Teddy Roosevelt may have said it best:
It is not the critic who counts; not the man who points out how the strong man stumbles, or where the doer of deeds could have done them better. The credit belongs to the man who is actually in the arena, whose face is marred by dust and sweat and blood; who strives valiantly; who errs, who comes short again and again, because there is no effort without error and shortcoming; but who does actually strive to do the deeds; who knows great enthusiasms, the great devotions; who spends himself in a worthy cause; who at the best knows in the end the triumph of high achievement, and who at the worst, if he fails, at least fails while daring greatly, so that his place shall never be with those cold and timid souls who neither know victory nor defeat.
Defeat tastes bitter, but this isn’t the end. A few more gun ban cases are working their way through the courts. We may end up with a split circuit yet.
The gun grabbers are licking their chops and reading the tea leaves to say gun bans are OK. Now they’re coming out of the woodwork calling for confiscation, civilian disarmament and more gun bans. Good. It’s something we haven’t seen in 20 years, and it has come back – the true intentions of the gun controllers as they have let the mask slip to reveal their intentions.
Which brings us back to the opening of this article.

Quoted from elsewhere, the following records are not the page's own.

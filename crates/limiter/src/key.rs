//! 限流键

use std::fmt;

/// 限流键：资源 + 调用方身份
///
/// 不同资源、不同身份之间永远不会共享计数。
#[derive(Debug, Clone, PartialEq, Eq, Hash)]
pub struct LimiterKey {
    pub resource: String,
    pub identity: String,
}

impl LimiterKey {
    pub fn new(resource: impl Into<String>, identity: impl Into<String>) -> Self {
        Self {
            resource: resource.into(),
            identity: identity.into(),
        }
    }

    /// 分组级别的中转请求限流键
    pub fn relay(group: &str, user_id: i64) -> Self {
        Self::new(format!("relay:{group}"), format!("user:{user_id}"))
    }

    /// 存储键，`tag` 区分不同策略的状态结构
    pub fn storage_key(&self, tag: &str) -> String {
        format!("rl:{}:{}:{}", tag, self.resource, self.identity)
    }
}

impl fmt::Display for LimiterKey {
    fn fmt(&self, f: &mut fmt::Formatter<'_>) -> fmt::Result {
        write!(f, "{}/{}", self.resource, self.identity)
    }
}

When Wayne and Chris Cox take the stage at this year’s annual meeting, they will talk about how this is the most important election in our lifetime. And they will be right. In light of Friedman’s denial of cert we have to resort to the ballot box to protect our God-given RKBA. Winning more elections and casting more votes than the other side will stop their legislative attacks in their tracks. The cold hard fact of seeing a tally board go red on their issues and green on our issues will be the slap to the face the gun grabbers deserve.
Until SCOTUS takes up another 2A case, draws brighter lines and issues concrete holdings that bind the lower courts, we will be left to fight this fight as trench warfare in the state legislatures and city councils around the country. The propaganda war will continue on the front pages of newspapers and over the airwaves with commentators who barely know which end the bullet comes out of telling us how we need to give up this or that for the greater good of society.

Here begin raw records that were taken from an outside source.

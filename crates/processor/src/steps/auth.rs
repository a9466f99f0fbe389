//! 认证步骤

use super::traits::{AdmissionStep, RelayError};
use crate::context::AdmissionContext;
use async_trait::async_trait;
use relaycast_core::logger::mask_key;
use relaycast_core::models::{Token, TokenStatus};
use relaycast_core::{now_unix_secs, AccountLookup};
use tracing::debug;

/// 认证步骤 - 校验令牌和令牌所属用户，并解析用户分组
pub struct AuthStep {
    lookup: AccountLookup,
}

impl AuthStep {
    pub fn new(lookup: AccountLookup) -> Self {
        Self { lookup }
    }

    /// 校验令牌本身的状态
    pub fn verify_token(token: &Token, now_secs: i64) -> Result<(), RelayError> {
        match token.status {
            TokenStatus::Enabled => {}
            TokenStatus::Disabled => return Err(RelayError::Auth("令牌已被禁用".to_string())),
            TokenStatus::Expired => return Err(RelayError::Auth("令牌已过期".to_string())),
            TokenStatus::Exhausted => return Err(RelayError::TokenExhausted),
        }
        if token.is_expired_at(now_secs) {
            return Err(RelayError::Auth("令牌已过期".to_string()));
        }
        if !token.unlimited_quota && token.remain_quota <= 0 {
            return Err(RelayError::TokenExhausted);
        }
        Ok(())
    }
}

#[async_trait]
impl AdmissionStep for AuthStep {
    async fn execute(&self, ctx: &mut AdmissionContext) -> Result<(), RelayError> {
        let key = ctx.request.token_key.trim();
        if key.is_empty() {
            return Err(RelayError::Auth("未提供令牌".to_string()));
        }

        let token = self
            .lookup
            .token_by_key(key)
            .await
            .map_err(RelayError::Internal)?
            .ok_or_else(|| RelayError::Auth("无效的令牌".to_string()))?;
        Self::verify_token(&token, now_unix_secs())?;

        match self
            .lookup
            .user_enabled(token.user_id)
            .await
            .map_err(RelayError::Internal)?
        {
            Some(true) => {}
            Some(false) => return Err(RelayError::Auth("用户已被禁用".to_string())),
            None => return Err(RelayError::Auth("令牌所属用户不存在".to_string())),
        }
        let group = self
            .lookup
            .user_group(token.user_id)
            .await
            .map_err(RelayError::Internal)?
            .ok_or_else(|| RelayError::Auth("令牌所属用户不存在".to_string()))?;

        debug!(
            "[ADMISSION] request_id={} 认证通过: token={}, user_id={}, group={}",
            ctx.request_id(),
            mask_key(key),
            token.user_id,
            group
        );
        ctx.token = Some(token);
        ctx.group = Some(group);
        Ok(())
    }

    fn name(&self) -> &str {
        "auth"
    }
}

#[cfg(test)]
mod tests {
    use super::*;
    use crate::context::RelayRequest;
    use crate::test_support::{fixture, MODEL};

    async fn authenticate(key: &str) -> Result<AdmissionContext, RelayError> {
        let fx = fixture();
        let step = AuthStep::new(fx.lookup.clone());
        let mut ctx = AdmissionContext::new(RelayRequest::new(key, MODEL, 10));
        step.execute(&mut ctx).await.map(|_| ctx)
    }

    #[tokio::test]
    async fn test_valid_token_resolves_group() {
        let ctx = authenticate("sk-alice-0001").await.unwrap();
        assert_eq!(ctx.token.as_ref().unwrap().user_id, 1);
        assert_eq!(ctx.group.as_deref(), Some("default"));
    }

    #[tokio::test]
    async fn test_rejected_tokens() {
        assert!(matches!(authenticate("").await, Err(RelayError::Auth(_))));
        assert!(matches!(authenticate("sk-unknown").await, Err(RelayError::Auth(_))));
        assert!(matches!(authenticate("sk-disabled-0003").await, Err(RelayError::Auth(_))));
        assert!(matches!(authenticate("sk-expired-0004").await, Err(RelayError::Auth(_))));
        assert!(matches!(authenticate("sk-empty-0005").await, Err(RelayError::TokenExhausted)));
        assert!(matches!(authenticate("sk-bob-0002").await, Err(RelayError::Auth(_))));
    }

    #[tokio::test]
    async fn test_unlimited_token_with_zero_remain_passes() {
        assert!(authenticate("sk-unlimited-0006").await.is_ok());
    }

    #[test]
    fn test_verify_token_expiry() {
        let mut token = Token::new(1, 1, "sk-test", 10);
        token.expired_time = 100;
        assert!(AuthStep::verify_token(&token, 99).is_ok());
        assert!(AuthStep::verify_token(&token, 101).is_err());
        token.status = TokenStatus::Exhausted;
        assert_eq!(AuthStep::verify_token(&token, 0), Err(RelayError::TokenExhausted));
    }
}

Yet, the road to the Supreme Court also goes through the ballot box. The next President could have as many as three appointments to the Court. The only way to get more justices who will agree with the Thomas and Scalia dissent is to elect a Republican senate. And since Comrade Reid has invoked the nuclear option, given a Republican senate and a Republican president, our odds, while not perfect, would be substantially better at getting the gun-friendly decisions we need.

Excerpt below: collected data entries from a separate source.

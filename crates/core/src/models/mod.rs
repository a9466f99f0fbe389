//! 数据模型模块
//!
//! - `channel`: 上游渠道与路由能力
//! - `account`: 用户与令牌

pub mod account;
pub mod channel;

pub use account::{Token, TokenStatus, User, UserStatus};
pub use channel::{Ability, Channel, ChannelStatus};
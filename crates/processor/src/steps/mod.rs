//! 准入步骤模块
//!
//! 按顺序执行：认证 → 限流 → 路由 → 额度预扣

mod auth;
mod quota;
mod rate_limit;
mod routing;
mod traits;

pub use auth::AuthStep;
pub use quota::QuotaStep;
pub use rate_limit::RateLimitStep;
pub use routing::RoutingStep;
pub use traits::{AdmissionStep, RelayError};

We won Heller and McDonald on 5/4 splits. The left is openly and gleefully talking about reversing them. Often times, The People of the Gun are heard to say pray for the five, as a way of ensuring this president doesn’t get the opportunity to appoint a replacement for one of the Heller five. Given Friedman, those five appears to be shaky since it only takes four justices to grant cert. The ballot box is our only hope of replacing a Ginsburg with another Alito, Scalia or Thomas.
So this is really will be the most important election in our lifetime for the Second Amendment, and just maybe for the health of our nation. Wayne is absolutely right about that. And maybe for more reasons than he wants to admit.